L’inquiétude est palpable, et sans doute volontairement édulcorée car l’OCDE se doit d’être prudente pour ne pas affoler la planète et engendrer des sur-réactions aux informations qu’elle publie.
Les statistiques de PIB sont quasiment connues pour 2021 : la plupart des pays pris individuellement ont à peu près retrouvé le niveau de production qu’ils connaissaient avant la pandémie. Par contre, l’avenir pour les prochaines années est devenu très incertain.

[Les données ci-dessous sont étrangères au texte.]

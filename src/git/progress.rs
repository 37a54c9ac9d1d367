/*!
 * Progress reporting for Git operations
 */

use crate::utils::format_file_size;

/// Trait for reporting Git operation progress
pub trait ProgressReporter: Send + Sync {
    /// Called with progress information during Git operations
    fn report(&self, progress: &GitProgress);
}

/// Progress information for Git operations
#[derive(Debug, Clone, Default)]
pub struct GitProgress {
    /// Total number of objects to download
    pub total_objects: usize,
    /// Number of received objects
    pub received_objects: usize,
    /// Number of indexed objects
    pub indexed_objects: usize,
    /// Number of local objects
    pub local_objects: usize,
    /// Total number of deltas
    pub total_deltas: usize,
    /// Number of indexed deltas
    pub indexed_deltas: usize,
    /// Number of bytes received
    pub received_bytes: usize,
}

impl GitProgress {
    /// Snapshot libgit2 transfer statistics
    pub fn from_stats(stats: &git2::Progress<'_>) -> Self {
        Self {
            total_objects: stats.total_objects(),
            received_objects: stats.received_objects(),
            indexed_objects: stats.indexed_objects(),
            local_objects: stats.local_objects(),
            total_deltas: stats.total_deltas(),
            indexed_deltas: stats.indexed_deltas(),
            received_bytes: stats.received_bytes(),
        }
    }

    /// Get the progress percentage
    pub fn percentage(&self) -> u8 {
        if self.total_objects == 0 {
            return 0;
        }

        ((self.received_objects * 100) / self.total_objects) as u8
    }

    /// Get a formatted string of received bytes
    pub fn formatted_bytes(&self) -> String {
        format_file_size(self.received_bytes as u64)
    }
}

// Implement ProgressReporter for closures
impl<F> ProgressReporter for F
where
    F: Fn(&GitProgress) + Send + Sync,
{
    fn report(&self, progress: &GitProgress) {
        self(progress)
    }
}
/*!
 * End-to-end tests for scanning and analysis runs
 */

use std::fs;
use std::io;
use std::path::{Path, PathBuf};
use std::sync::{Arc, Mutex};
use std::time::Duration;

use tempfile::{tempdir, TempDir};

use crate::analyzer::{AnalysisRequest, Analyzer};
use crate::error::AnalysisError;
use crate::filter::{ContentSniffer, FilterConfig};
use crate::git::{GitError, GitResult, SourceProvider};
use crate::scanner::Scanner;
use crate::tokenizer::{Tokenizer, TokenizerError, TokenizerResult};

// Helper function to create a small project tree
fn setup_project() -> io::Result<TempDir> {
    let temp_dir = tempdir()?;
    let root = temp_dir.path();

    fs::create_dir_all(root.join("src"))?;
    fs::create_dir_all(root.join(".git"))?;
    fs::write(root.join("README.md"), "hello")?;
    fs::write(root.join("LICENSE"), "MIT License")?;
    fs::write(root.join("src/main.py"), "print(1)")?;
    fs::write(root.join(".git/config"), "[core]\n\tbare = false\n")?;
    fs::write(root.join(".gitignore"), "target/\n")?;

    Ok(temp_dir)
}

fn request_for(source: &Path, output_dir: &Path) -> AnalysisRequest {
    let mut request = AnalysisRequest::new(source.to_string_lossy());
    request.output_dir = Some(output_dir.to_path_buf());
    request
}

/// One token per character
struct CharTokenizer;

impl Tokenizer for CharTokenizer {
    fn encode(&self, text: &str) -> TokenizerResult<Vec<u32>> {
        Ok(text.chars().map(u32::from).collect())
    }

    fn decode(&self, tokens: &[u32]) -> TokenizerResult<String> {
        tokens
            .iter()
            .map(|&t| {
                char::from_u32(t)
                    .ok_or_else(|| TokenizerError::DecodeError(format!("bad token {t}")))
            })
            .collect()
    }

    fn model_context_window(&self) -> usize {
        4096
    }
}

/// Fails on every call
struct OfflineTokenizer;

impl Tokenizer for OfflineTokenizer {
    fn encode(&self, _text: &str) -> TokenizerResult<Vec<u32>> {
        Err(TokenizerError::TokenizerError("offline".to_string()))
    }

    fn decode(&self, _tokens: &[u32]) -> TokenizerResult<String> {
        Err(TokenizerError::TokenizerError("offline".to_string()))
    }

    fn model_context_window(&self) -> usize {
        0
    }
}

/// Source provider writing a fixed tree, or failing, and remembering where
#[derive(Clone, Default)]
struct FakeRemote {
    fail: bool,
    dests: Arc<Mutex<Vec<PathBuf>>>,
}

impl SourceProvider for FakeRemote {
    fn fetch(&self, _url: &str, dest: &Path) -> GitResult<()> {
        self.dests.lock().unwrap().push(dest.to_path_buf());
        if self.fail {
            return Err(GitError::InvalidUrl("host unreachable".to_string()));
        }

        fs::create_dir_all(dest.join(".git/objects"))?;
        fs::create_dir_all(dest.join("pkg"))?;
        fs::write(dest.join(".git/HEAD"), "ref: refs/heads/main\n")?;
        fs::write(dest.join("pkg/mod.go"), "package pkg\n")?;
        Ok(())
    }
}

/// Provider for tests that only analyze local folders
struct Offline;

impl SourceProvider for Offline {
    fn fetch(&self, url: &str, _dest: &Path) -> GitResult<()> {
        Err(GitError::InvalidUrl(url.to_string()))
    }
}

#[test]
fn test_default_run_example() {
    let project = setup_project().unwrap();
    let out = tempdir().unwrap();

    let result = Analyzer::new(Offline)
        .run(&request_for(project.path(), out.path()))
        .unwrap();
    let text = fs::read_to_string(&result.output_file).unwrap();

    let (structure, content) = text
        .strip_prefix("Folder structure:\n")
        .and_then(|rest| rest.split_once("\nConcatenated content:\n"))
        .unwrap();

    assert!(structure.contains("├── src/"));
    assert!(structure.contains("main.py"));
    assert!(!structure.contains(".git"));
    assert!(!structure.contains("LICENSE"));

    assert!(content.contains("print(1)"));
    assert!(content.contains("hello"));
    assert!(!content.contains(".git"));
    assert!(!content.contains("bare = false"));
    assert!(!content.contains("MIT License"));

    assert_eq!(result.file_count, 2);
    assert_eq!(result.char_count, text.chars().count());
}

#[test]
fn test_session_layout() {
    let project = setup_project().unwrap();
    let out = tempdir().unwrap();

    let result = Analyzer::new(Offline)
        .run(&request_for(project.path(), out.path()))
        .unwrap();

    let folder_name = result.session_folder.file_name().unwrap().to_string_lossy();
    assert!(folder_name.starts_with(&format!("{}_", result.repo_name)));
    // name + _YYYY_MM_DD_HHMMSS
    assert_eq!(folder_name.len(), result.repo_name.len() + 18);
    assert_eq!(result.session_folder.parent().unwrap(), out.path());
    assert_eq!(
        result.output_file,
        result.session_folder.join(format!("{}.txt", folder_name))
    );
}

#[test]
fn test_concatenation_is_deterministic() {
    let project = setup_project().unwrap();
    for name in ["zeta.txt", "alpha.txt", "Mid.txt"] {
        fs::write(project.path().join("src").join(name), name).unwrap();
    }
    fs::create_dir_all(project.path().join("src/b/c")).unwrap();
    fs::write(project.path().join("src/b/c/deep.txt"), "deep").unwrap();

    let scanner = Scanner::new(FilterConfig::default());
    let first = scanner.render(project.path()).unwrap().0;
    let second = scanner.render(project.path()).unwrap().0;

    assert_eq!(first.content, second.content);
    assert_eq!(first.structure, second.structure);
    assert_eq!(first.file_positions, second.file_positions);
}

#[test]
fn test_license_toggle() {
    let project = setup_project().unwrap();

    let default_content = Scanner::new(FilterConfig::default())
        .concatenate(project.path())
        .unwrap()
        .0;
    assert!(!default_content.contains("MIT License"));

    let filter = FilterConfig {
        exclude_license: false,
        ..FilterConfig::default()
    };
    let (content, positions) = Scanner::new(filter).concatenate(project.path()).unwrap();
    assert!(content.contains("--LICENSE--"));
    assert!(positions.contains_key("LICENSE"));
}

#[test]
fn test_readme_toggle() {
    let project = setup_project().unwrap();

    let (_, positions) = Scanner::new(FilterConfig::default())
        .concatenate(project.path())
        .unwrap();
    assert!(positions.contains_key("README.md"));

    let filter = FilterConfig {
        exclude_readme: true,
        ..FilterConfig::default()
    };
    let rendered = Scanner::new(filter).render(project.path()).unwrap().0;
    assert!(!rendered.content.contains("hello"));
    assert!(!rendered.structure.contains("README.md"));
}

#[test]
fn test_include_suffix_matching() {
    let dir = tempdir().unwrap();
    fs::write(dir.path().join("a.py"), "alpha").unwrap();
    fs::write(dir.path().join("b.js"), "beta").unwrap();
    fs::write(dir.path().join("c.spy"), "gamma").unwrap();
    fs::write(dir.path().join("happy"), "delta").unwrap();

    let filter = FilterConfig {
        include_extensions: vec![".py".to_string()],
        ..FilterConfig::default()
    };
    let (content, _) = Scanner::new(filter).concatenate(dir.path()).unwrap();

    assert!(content.contains("--a.py--"));
    assert!(!content.contains("c.spy"));
    assert!(!content.contains("b.js"));
    assert!(!content.contains("happy"));

    let dotless = FilterConfig {
        include_extensions: vec!["py".to_string()],
        ..FilterConfig::default()
    };
    let (content, positions) = Scanner::new(dotless).concatenate(dir.path()).unwrap();
    assert!(positions.contains_key("a.py"));
    assert!(positions.contains_key("happy"));
    assert!(!content.contains("c.spy"));
}

#[test]
fn test_binary_listed_but_not_concatenated() {
    let dir = tempdir().unwrap();
    fs::write(dir.path().join("notes.txt"), "text").unwrap();
    fs::write(dir.path().join("image.png"), [0x89, b'P', b'N', b'G', 0xff, 0xfe, 0x00]).unwrap();

    let (rendered, stats) = Scanner::new(FilterConfig::default())
        .render(dir.path())
        .unwrap();

    assert!(rendered.structure.contains("├── image.png"));
    assert!(!rendered.content.contains("image.png"));
    assert!(!rendered.file_positions.contains_key("image.png"));
    assert!(rendered.content.contains("--notes.txt--"));
    assert_eq!(stats.binary_skipped, 1);
}

#[test]
fn test_unreadable_file_is_skipped() {
    let dir = tempdir().unwrap();
    // Text for the sniffed prefix, invalid UTF-8 after it
    let mut tail_broken = vec![b'a'; 9000];
    tail_broken.extend_from_slice(&[0xff, 0xfe]);
    fs::write(dir.path().join("a_large.txt"), tail_broken).unwrap();
    fs::write(dir.path().join("b.txt"), "still here").unwrap();

    let (rendered, stats) = Scanner::new(FilterConfig::default())
        .with_detector(Box::new(ContentSniffer))
        .render(dir.path())
        .unwrap();

    assert_eq!(stats.read_errors, 1);
    assert_eq!(stats.binary_skipped, 0);
    assert!(rendered.structure.contains("├── a_large.txt"));
    assert!(!rendered.file_positions.contains_key("a_large.txt"));
    assert!(rendered.content.contains("--b.txt--\n\nstill here"));
}

#[cfg(unix)]
#[test]
fn test_symlinks() {
    use std::os::unix::fs::symlink;

    let dir = tempdir().unwrap();
    fs::create_dir(dir.path().join("real")).unwrap();
    fs::write(dir.path().join("real/inner.txt"), "inside").unwrap();
    fs::write(dir.path().join("target.txt"), "pointed at").unwrap();
    symlink(dir.path().join("real"), dir.path().join("linked_dir")).unwrap();
    symlink(dir.path().join("target.txt"), dir.path().join("alias.txt")).unwrap();

    let (rendered, stats) = Scanner::new(FilterConfig::default())
        .render(dir.path())
        .unwrap();

    // Directory links are neither listed nor descended
    assert!(rendered.structure.contains("├── real/"));
    assert!(!rendered.structure.contains("linked_dir"));
    assert!(!rendered.content.contains("linked_dir"));
    assert_eq!(rendered.content.matches("inside").count(), 1);
    assert_eq!(stats.directories, 2);

    // File links read through to their target
    assert!(rendered.structure.contains("├── alias.txt"));
    let alias = &rendered.content[rendered.file_positions["alias.txt"]..];
    assert!(alias.starts_with("\n--alias.txt--\n\npointed at"));
}

#[test]
fn test_file_positions_point_at_headers() {
    let dir = tempdir().unwrap();
    fs::create_dir_all(dir.path().join("sub/dir")).unwrap();
    fs::write(dir.path().join("main.py"), "print('root')").unwrap();
    fs::write(dir.path().join("sub/helper.py"), "x = 1").unwrap();
    fs::write(dir.path().join("sub/dir/file.py"), "def f():\n    return 'é'\n").unwrap();

    let (content, positions) = Scanner::new(FilterConfig::default())
        .concatenate(dir.path())
        .unwrap();

    assert_eq!(positions.len(), 3);
    assert!(content[positions["main.py"]..].starts_with("\n--main.py--\n"));
    assert!(content[positions["sub/helper.py"]..].starts_with("\n--helper.py--\n"));
    assert!(content[positions["sub/dir/file.py"]..].starts_with("\n--file.py--\n"));
    assert!(content.starts_with("\n---/---\n"));
    assert!(content.contains("\n---sub/dir/---\n"));
}

#[test]
fn test_root_path_with_git_marker_is_not_pruned() {
    let parent = tempdir().unwrap();
    let root = parent.path().join("someone.github.io");
    fs::create_dir_all(root.join("posts")).unwrap();
    fs::write(root.join("posts/first.md"), "# First").unwrap();

    let rendered = Scanner::new(FilterConfig::default())
        .render(&root)
        .unwrap()
        .0;
    assert!(rendered.structure.starts_with("├── someone.github.io/"));
    assert!(rendered.content.contains("# First"));
}

#[test]
fn test_include_git_keeps_metadata() {
    let project = setup_project().unwrap();
    let filter = FilterConfig {
        ignore_git: false,
        ..FilterConfig::default()
    };

    let rendered = Scanner::new(filter).render(project.path()).unwrap().0;
    assert!(rendered.structure.contains("├── .git/"));
    assert!(rendered.content.contains("bare = false"));
    assert!(rendered.file_positions.contains_key(".git/config"));
    assert!(rendered.file_positions.contains_key(".gitignore"));
}

#[test]
fn test_truncation_to_exact_budget() {
    let project = setup_project().unwrap();
    let out = tempdir().unwrap();
    let full = Scanner::new(FilterConfig::default())
        .render(project.path())
        .unwrap()
        .0
        .document();

    let mut request = request_for(project.path(), out.path());
    request.max_tokens = 25;
    let result = Analyzer::new(Offline)
        .with_tokenizer(Box::new(CharTokenizer))
        .run(&request)
        .unwrap();

    let written = fs::read_to_string(&result.output_file).unwrap();
    let expected = CharTokenizer
        .decode(&CharTokenizer.encode(&full).unwrap()[..25])
        .unwrap();
    assert_eq!(written, expected);
    assert_eq!(result.token_count, 25);
    assert_eq!(result.char_count, 25);
}

#[test]
fn test_zero_budget_leaves_text_unchanged() {
    let project = setup_project().unwrap();
    let out = tempdir().unwrap();
    let full = Scanner::new(FilterConfig::default())
        .render(project.path())
        .unwrap()
        .0
        .document();

    let result = Analyzer::new(Offline)
        .with_tokenizer(Box::new(CharTokenizer))
        .run(&request_for(project.path(), out.path()))
        .unwrap();

    let written = fs::read_to_string(&result.output_file).unwrap();
    assert_eq!(written, full);
    assert_eq!(result.token_count, full.chars().count());
}

#[test]
fn test_tokenizer_failure_degrades() {
    let project = setup_project().unwrap();
    let out = tempdir().unwrap();

    let mut request = request_for(project.path(), out.path());
    request.max_tokens = 5;
    let result = Analyzer::new(Offline)
        .with_tokenizer(Box::new(OfflineTokenizer))
        .run(&request)
        .unwrap();

    let written = fs::read_to_string(&result.output_file).unwrap();
    assert!(written.contains("print(1)"));
    assert_eq!(result.token_count, 0);
}

#[test]
fn test_remote_run_uses_and_removes_checkout() {
    let out = tempdir().unwrap();
    let remote = FakeRemote::default();

    let result = Analyzer::new(remote.clone())
        .with_cleanup_delay(Duration::ZERO)
        .run(&request_for(
            Path::new("https://github.com/acme/tools.git"),
            out.path(),
        ))
        .unwrap();

    assert_eq!(result.repo_name, "tools");
    let text = fs::read_to_string(&result.output_file).unwrap();
    assert!(text.contains("package pkg"));
    assert!(!text.contains("refs/heads/main"));

    let dests = remote.dests.lock().unwrap();
    assert_eq!(dests.len(), 1);
    assert!(!dests[0].exists());
}

#[test]
fn test_clone_failure_still_cleans_up() {
    let out = tempdir().unwrap();
    let remote = FakeRemote {
        fail: true,
        ..FakeRemote::default()
    };

    let err = Analyzer::new(remote.clone())
        .with_cleanup_delay(Duration::ZERO)
        .run(&request_for(
            Path::new("https://gitlab.com/acme/missing"),
            out.path(),
        ))
        .unwrap_err();

    assert!(matches!(err, AnalysisError::Acquisition(_)));
    let dests = remote.dests.lock().unwrap();
    assert_eq!(dests.len(), 1);
    assert!(!dests[0].exists());
    assert_eq!(fs::read_dir(out.path()).unwrap().count(), 0);
}

#[test]
fn test_persist_failure_is_fatal() {
    let project = setup_project().unwrap();
    let blocker = tempdir().unwrap();
    let file = blocker.path().join("not-a-dir");
    fs::write(&file, "x").unwrap();

    let err = Analyzer::new(Offline)
        .run(&request_for(project.path(), &file))
        .unwrap_err();
    assert!(matches!(err, AnalysisError::Persist { .. }));
}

Ce qui inquiète l’OCDE est que l’offre de biens et services est contrainte par deux facteurs, conséquences de la pandémie : les ruptures d’approvisionnement de biens intermédiaires (graphique 1 (4)) et les pénuries de main d’œuvre (les populations semblent envisager le travail différemment depuis la pandémie).
Ces facteurs, en plus de perturber les processus de production, entrainent une hausse des prix, en raison des pressions de la demande. Cette hausse des prix est démultipliée par la hausse vertigineuse des prix de l’énergie (graphique 2), et par celles des matières premières.
Graph 1. % d’entreprises de la zone euro dont la production est limitée par des pénuries de matériaux et d’équipements
Les tableaux figurent en taille réelle dans le fichier <pdf>
référencé sous le titre de la chronique.
Graphique 2. Prix de l’énergie (source : OCDE pour les 2 graphiques)
Revoilà que pointe une menace qu’on n’avait plus aperçue depuis longtemps, à savoir l’inflation, le plus grand danger pour la stabilité économique. La laisser grandir sans réagir conduit à la paralysie des rouages de la production et de l’échange, au chaos économique et à un recul significatif du niveau de vie, qui sera encore aggravé par les sacrifices nécessaires pour retrouver une maîtrise de la hausse des prix (5).
Or, l’inflation a augmenté spectaculairement ces derniers mois dans les pays industrialisés avancés. Elle a atteint 6,2% aux Etats-Unis (octobre, niveau record depuis 30 ans), 4,9% dans la zone euro (novembre, aussi le plus haut niveau depuis 30 ans), 5,6% en Belgique (novembre, le plus haut niveau depuis juillet 2008, mais la Belgique a une tradition d’inflation plus élevée).
Même l’inflation sous-jacente, c’est-à-dire celle qui exclut les prix de l’énergie et des produits alimentaires, entre dans une zone limite. En atteignant 2,6% dans la zone euro, elle est déjà dans la bande-objectif de la BCE, dont on rappellera qu’elle poursuit "un objectif d’inflation symétrique fixée à 2% à moyen terme". En clair, l’inflation peut fluctuer autour de 2% à court terme tout en respectant une inflation de 2% à moyen terme.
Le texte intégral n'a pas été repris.